A questão que se impõe é se este risco de uma nova crise de dívidas soberanas é real. As economias avançadas, especialmente França, serão castigadas por terem dívidas públicas elevadas?
Para responder a esta questão, precisamos de relembrar o que aconteceu em 2010-2012. Os países do Sul da Europa recorreram aos empréstimos da Troika, com as condicionantes que conhecemos, depois dos investidores internacionais aumentarem significativamente os prémios de risco dos títulos de dívida (os spreads), tornando impossível o financiamento através dos mercados financeiros.
No entanto, e contrariamente a uma narrativa mainstream que se instalou, o problema central foi o nível de endividamento externo, e não a dívida pública. O primeiro a reter é que, até à crise financeira internacional, Espanha e Irlanda tinham dos rácios de dívida pública mais baixos e Portugal estava alinhado com a média da Zona Euro. A dívida cresceu rapidamente entre 2007 e 2009, mas em linha com o que aconteceu com os restantes países.

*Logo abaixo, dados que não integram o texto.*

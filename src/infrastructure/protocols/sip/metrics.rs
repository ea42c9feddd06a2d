//! Counters and gauges exported by the engine

use crate::domain::shared::value_objects::{SipMethod, TransactionRole};
use metrics::{counter, gauge};

pub fn transaction_created(role: TransactionRole, method: SipMethod) {
    let role = match role {
        TransactionRole::Client => "client",
        TransactionRole::Server => "server",
    };
    counter!("sip_transactions_created_total", "role" => role, "method" => method.as_str())
        .increment(1);
}

pub fn transactions_active(count: usize) {
    gauge!("sip_transactions_active").set(count as f64);
}

/// `kind` is `request` or `response`
pub fn retransmission(kind: &'static str) {
    counter!("sip_retransmissions_total", "kind" => kind).increment(1);
}

pub fn transaction_timeout() {
    counter!("sip_transaction_timeouts_total").increment(1);
}

pub fn io_error() {
    counter!("sip_io_errors_total").increment(1);
}

pub fn dialogs_active(count: usize) {
    gauge!("sip_dialogs_active").set(count as f64);
}

pub fn dialog_terminated() {
    counter!("sip_dialogs_terminated_total").increment(1);
}

pub fn refresh_attempt(method: SipMethod) {
    counter!("sip_refresh_attempts_total", "method" => method.as_str()).increment(1);
}

pub fn refresh_outcome(outcome: &'static str) {
    counter!("sip_refresh_outcomes_total", "outcome" => outcome).increment(1);
}
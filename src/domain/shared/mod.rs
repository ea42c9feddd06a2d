//! Shared kernel - Common types used across the engine

pub mod error;
pub mod result;
pub mod value_objects;

pub use error::SipError;
pub use result::Result;
pub use value_objects::*;
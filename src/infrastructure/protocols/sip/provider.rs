//! The provider owns every live transaction, dialog and refresher, the
//! channel pool and the timer queue. It is driven from one loop (see
//! [`super::stack::Stack`]) and reports to the application through a single
//! event channel.
//!
//! ```text
//!  transport ──on_message_received──► Provider ──emit──► SipEvent receiver
//!                                       │  ▲
//!            poll_timers ──────────────►│  │ create_*/send_* (application)
//!                                       ▼  │
//!                        transactions / dialogs / refreshers
//! ```

use super::auth::{AuthChallenge, AuthHelper, DigestAuthHelper, UserCredentials};
use super::builder::{build_cancel, build_non2xx_ack};
use super::channel::{ChannelFactory, ChannelPool, ResolveRequest};
use super::dialog::{Dialog, DialogMatch};
use super::event::SipEvent;
use super::message::{with_header_param, SipHeaders, SipMessage, SipRequest, SipResponse};
use super::metrics;
use super::refresher::Refresher;
use super::timer::{TimerHandle, TimerQueue, TimerTarget};
use super::transaction::{
    InviteClientState, ResponseOutcome, SipTimers, Transaction, TransactionOwner,
    TransactionState, TransactionTimerAction,
};
use crate::config::Config;
use crate::domain::shared::error::SipError;
use crate::domain::shared::value_objects::{
    generate_tag, BranchId, ChannelKey, DialogId, RefresherId, ResolveToken, SipMethod,
    TransactionKey, TransactionRole,
};
use std::any::Any;
use std::collections::{HashMap, HashSet};
use std::net::SocketAddr;
use tokio::sync::mpsc;
use tokio::time::Instant;
use tracing::{debug, info, warn};

pub struct Provider {
    pub(crate) config: Config,
    pub(crate) sip_timers: SipTimers,
    pub(crate) timers: TimerQueue,
    pub(crate) pool: ChannelPool,
    pub(crate) transactions: HashMap<TransactionKey, Transaction>,
    pub(crate) dialogs: HashMap<DialogId, Dialog>,
    pub(crate) dialog_tombstones: HashSet<DialogId>,
    pub(crate) refreshers: HashMap<RefresherId, Refresher>,
    pub(crate) stopped_refreshers: HashSet<RefresherId>,
    pub(crate) next_refresher_id: u64,
    pub(crate) credentials: Vec<UserCredentials>,
    pub(crate) auth_helper: Box<dyn AuthHelper>,
    events: mpsc::UnboundedSender<SipEvent>,
}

Mais do que o rácio de dívida pública, os investidores internacionais focam-se no nível de endividamento externo do país, isto é, não só a dívida do Estado ao exterior, mas também a de bancos, empresas e particulares. Primeiro, porque se a maior parte da dívida pública for detida por credores nacionais, o Estado consegue reduzir o stock de dívida através de aumento de impostos; depois, se as dívidas pública e privada forem internas, os juros mantêm-se no país, não agravando a capacidade financeira nacional; e se os credores forem nacionais há uma maior oposição interna a uma reestruturação da dívida, salvaguardando os seus titulares de possíveis perdas.
Ora, o que aconteceu foi uma deterioração da Balança de Rendimentos, refletindo um aumento dos juros e dividendos pagos ao exterior. A vulnerabilidade a uma paragem súbita do capital privado vinha dos desequilíbrios externos e da consequente dependência, mais do que um descontrolo orçamental.
Voltando ao caso francês atual. Os mercados financeiros estão a responder às oscilações políticas, mas não estão a ser necessariamente coerentes. Dias depois da queda do governo, e mesmo sem um orçamento aprovado, os juros baixaram ligeiramente.
Para além disso, e mais importante, a economia francesa não está dependente do exterior. O economista de Oxford Daniel Kral, por exemplo, mostra dois gráficos interessantes que comparam a situação grega antes da crise e a francesa atual. Primeiro, os custos de serviço à dívida: o governo grego gastava quase 20% da sua receita orçamental em pagamentos de juro e o francês menos de 4%. Segundo, o estado da balança corrente. No final dos anos 2000 a Grécia tinha um défice da conta corrente de 15% do PIB, estando totalmente dependente do financiamento externo, já a balança francesa está próxima do equilíbrio.
Depois de se instaurar nos países periféricos uma lógica de austeridade permanente e bem acatada, agora tenta-se implementar a mesma receita nas maiores economias. A narrativa alarmista de Christine Lagarde, a par da Comissão Europeia, cumpre a função de destabilizar ainda mais os mercados financeiros e tentar forçar agendas nacionais que, para além de já se terem mostrado erradas, não têm apoio político para serem implementadas.